Il a socialisé la kabylité en tant que mode de pensée et du vivre. Son lieu de vocation à At Hmed dans le Arche d’Aït Yahya n’était pas une citadelle de la théologie mais le temple de la pensée kabyle. C’est ainsi que son intervention dans le paysage kabyle de son époque a empêché que la langue soit abandonnée aux seuls hommes de culte. Elle aurait été alors enfermée, enveloppée et étouffée sur le sacré. En optant à sa «démocratisation» Chikh Mohand a libéré l’initiative de la parole et partant celle de l’effort.

Il a enclenché l’influence de la raison sur la spiritualité parce qu’il savait d’autant que les certitudes absolues sont des pièges abominables. Dans le sillage de la rénovation Mohandienne, la tradition n’est plus perçue comme étant une faute par rapport à la doctrine religieuse mais comme un substrat à partir duquel on innove ; ce qui naturellement impulse un mouvement nécessaire à l’intelligence. Il considérait que les expériences successives sont des étapes nécessaires à la croissance de l’esprit et que la vie était un temps et donc un tas d’épreuves. Le langage réfléchi et ouvert sur la curiosité devient alors un langage consommable. Si pour Jamake Highwater dans «L’esprit de l’Aube» paru aux éditions L’Age d’Homme en 1984 «Le langage nous permet de nous exprimer mais il fixe aussi des limites à ce que nous sommes capables de dire», Chikh Mohand justement dépasse ces limites et va au-delà de toute préconception arrêtée des choses nommées.

La langue par laquelle il a communiqué n’était pas seulement un tout-venant de mots.

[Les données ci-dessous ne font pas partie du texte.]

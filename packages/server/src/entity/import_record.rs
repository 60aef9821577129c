use sea_orm::entity::prelude::*;
use sea_orm::prelude::StringLen;
use serde::{Deserialize, Serialize};

#[derive(
    Clone,
    Copy,
    Debug,
    PartialEq,
    Eq,
    Hash,
    Serialize,
    Deserialize,
    DeriveActiveEnum,
    EnumIter,
    utoipa::ToSchema,
)]
#[sea_orm(rs_type = "String", db_type = "String(StringLen::None)")]
#[serde(rename_all = "snake_case")]
pub enum ImportStatus {
    /// Every row was imported.
    #[sea_orm(string_value = "completed")]
    Completed,
    /// Some rows failed.
    #[sea_orm(string_value = "partial")]
    Partial,
    /// No row was imported.
    #[sea_orm(string_value = "failed")]
    Failed,
}

impl ImportStatus {
    pub fn from_counts(success: i32, failed: i32) -> Self {
        match (success, failed) {
            (0, _) => Self::Failed,
            (_, 0) => Self::Completed,
            _ => Self::Partial,
        }
    }
}

#[sea_orm::model]
#[derive(Clone, Debug, PartialEq, Eq, DeriveEntityModel, Serialize, Deserialize)]
#[sea_orm(table_name = "import_record")]
pub struct Model {
    #[sea_orm(primary_key)]
    pub id: i32,

    #[sea_orm(unique)]
    pub batch_id: String,
    pub file_name: Option<String>,
    pub total_rows: i32,
    pub success_count: i32,
    pub failed_count: i32,
    pub status: ImportStatus,

    #[sea_orm(has_many)]
    pub failures: HasMany<super::failed_company::Entity>,

    pub created_at: DateTimeUtc,
}

impl ActiveModelBehavior for ActiveModel {}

Elle n’était pas un «chuchotement». Au contraire il y a découvert une extraordinaire liberté dont il s’est servi pour dire librement sa pensée. Parler de la pensée kabyle ne veut pas dire renfermement sur soi. Par pensée kabyle entendre un mode d’existence et de conception de la vie de la communauté kabyle en rapport, en harmonie et en accord avec le cours des évolutions de l’être en général et de son environnement. Toute la pensée de Chikh Mohand repose sur une réalisation toujours orientée vers la recherche, la connaissance et la découverte comme seul axe qui nous permet de travailler à notre accomplissement et à notre aboutissement. Ainsi disait-il «Bedd a twalidh, Ruh a d-tawidh, Qim oulach». N’est-ce pas que ses dits d’une densité spirituelle et humaine immense apportent de l’utilité à la pensée universelle. Autant dire qu’il est venu à temps dans un monde encore traditionnel mais en mutation. Mammeri conclut dans son ouvrage qu’il lui a consacré que : «Le 8 octobre 1901, un mardi, au milieu du jour, après une maladie, le Chikh rencontra la mort, que tant de vers de lui avaient jadis évoquée…».